UNH wins grant to boost biotech workforce
NH CREATES initiative seeks to build ‘educated’ pipeline
The University of New Hampshire has received a five-year grant from the National Institutes of Health to help build a workforce for the state’s growing biotechnology sector.
The project, NH CREATES the Future: the NH Collaborative for Regenerative Medicine Education and Training for Engineers and Scientists of the Future, will engage middle and high school teachers and students in Manchester, Nashua, Portsmouth, Dover and Barrington as well as Lawrence, Mass., to develop a pipeline to support the state’s biotechnology workforce needs.

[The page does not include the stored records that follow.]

//! Synthetic upstream-style error documents.

use crate::shared::time::format_api_datetime;
use chrono::{DateTime, Duration as ChronoDuration, Utc};
use std::time::Duration;

/// Build an error document in the upstream's own schema so downstream
/// clients can parse proxy failures exactly like real upstream errors.
pub fn synthesize_error(code: i32, text: &str, ttl: Duration) -> Vec<u8> {
    synthesize_error_at(Utc::now(), code, text, ttl)
}

pub(crate) fn synthesize_error_at(
    now: DateTime<Utc>,
    code: i32,
    text: &str,
    ttl: Duration,
) -> Vec<u8> {
    let expires = now + ChronoDuration::from_std(ttl).unwrap_or_else(|_| ChronoDuration::zero());
    format!(
        "<eveapi version=\"2\">\n\
         <currentTime>{}</currentTime>\n\
         <error code=\"{}\">{}</error>\n\
         <cachedUntil>{}</cachedUntil>\n\
         </eveapi>",
        format_api_datetime(now),
        code,
        text,
        format_api_datetime(expires),
    )
    .into_bytes()
}
//! Clock helpers and the upstream's fixed datetime format.

use chrono::{DateTime, NaiveDateTime, Utc};

/// Wire format used by the upstream for `currentTime` / `cachedUntil`.
pub const API_DATETIME_FORMAT: &str = "%Y-%m-%d %H:%M:%S";

pub fn now_unix_seconds() -> u64 {
    std::time::SystemTime::now()
        .duration_since(std::time::UNIX_EPOCH)
        .map(|d| d.as_secs())
        .unwrap_or(0)
}

pub fn format_api_datetime(dt: DateTime<Utc>) -> String {
    dt.format(API_DATETIME_FORMAT).to_string()
}

/// Parse a `YYYY-MM-DD HH:MM:SS` timestamp, interpreted as UTC.
pub fn parse_api_datetime(raw: &str) -> Option<DateTime<Utc>> {
    NaiveDateTime::parse_from_str(raw.trim(), API_DATETIME_FORMAT)
        .ok()
        .map(|naive| naive.and_utc())
}

#[cfg(test)]
mod tests {
    use super::{format_api_datetime, parse_api_datetime};
    use chrono::{TimeZone, Utc};

    #[test]
    fn roundtrips_the_wire_format() {
        let dt = Utc.with_ymd_and_hms(2030, 1, 1, 0, 0, 0).unwrap();
        let formatted = format_api_datetime(dt);
        assert_eq!(formatted, "2030-01-01 00:00:00");
        assert_eq!(parse_api_datetime(&formatted), Some(dt));
    }

    #[test]
    fn rejects_other_formats() {
        assert!(parse_api_datetime("2030-01-01T00:00:00Z").is_none());
        assert!(parse_api_datetime("not a time").is_none());
        assert!(parse_api_datetime("").is_none());
    }

    #[test]
    fn tolerates_surrounding_whitespace() {
        assert!(parse_api_datetime(" 2030-01-01 00:00:00 ").is_some());
    }
}
use std::collections::BTreeMap;

use serde::{Deserialize, Serialize};
use time::OffsetDateTime;

use super::PinState;

/// Last observed state of all pins of one controller
#[derive(Debug, Clone, PartialEq, Serialize, Deserialize)]
#[serde(rename_all = "camelCase")]
pub struct Snapshot {
    /// Device identifier, matches `Controller::uuid`
    #[serde(rename = "energyDeviceUUID")]
    pub energy_device_uuid: String,
    /// Site identifier, matches `Controller::location_uuid`
    #[serde(rename = "locationUUID")]
    pub location_uuid: String,
    /// Reported pin states keyed by pin name
    #[serde(default)]
    pub latest_data: BTreeMap<String, PinState>,
    /// Observation time
    #[serde(with = "time::serde::rfc3339")]
    pub timestamp: OffsetDateTime,
    #[serde(rename = "gatewayID", default, skip_serializing_if = "Option::is_none")]
    pub gateway_id: Option<String>,
    #[serde(default, skip_serializing_if = "Option::is_none")]
    pub serial_number: Option<String>,
    #[serde(default, skip_serializing_if = "Option::is_none")]
    pub device_type: Option<String>,
}

impl Snapshot {
    pub fn new(location_uuid: impl Into<String>, energy_device_uuid: impl Into<String>, timestamp: OffsetDateTime) -> Self {
        Self {
            energy_device_uuid: energy_device_uuid.into(),
            location_uuid: location_uuid.into(),
            latest_data: BTreeMap::new(),
            timestamp,
            gateway_id: None,
            serial_number: None,
            device_type: None,
        }
    }

    pub fn with_pin(mut self, name: impl Into<String>, state: PinState) -> Self {
        self.latest_data.insert(name.into(), state);
        self
    }

    /// Reported state of a pin, `Off` when the pin is not reported
    pub fn pin_state(&self, name: &str) -> PinState {
        self.latest_data.get(name).copied().unwrap_or_default()
    }
}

NH CREATES will facilitate collaboration among middle and high schools, higher education and the region’s biotechnology industry, including the Manchester-based Advanced Regenerative Manufacturing Institute, the national hub for the regenerative medicine and biotechnology industry.
The five-year $1.2 million grant, funded by a National Institutes of Health Science Education Partnership Award, will be used to enhance STEM education to up to 1,400 students each year from the state’s most ethnically diverse school districts as well as the Lawrence (Mass.) Family Development Charter School, which is 100% Latinx.
“NH CREATES is a training mechanism to supply the regenerative medicine and biotechnology industry with an educated workforce pipeline so that, in turn, this burgeoning industry can fulfill its potential to cure disease,” said Carmela Amato-Wierda, associate professor of materials science and principal investigator on the grant. “We want to educate middle and high school students about regenerative medicine and instill excitement about how we need their future contributions to propel this field forward in the years to come.”
According to Amato-Wierda, 78% of the state’s biotechnology industry reports a shortage of skilled workers, and 25% of the current biotechnology workforce is over the age of 55.
A two-week summer institute will provide teacher training to middle and high school teachers to develop and deliver formal curriculum about core biomedical concepts relevant to regenerative medicine and biotechnology.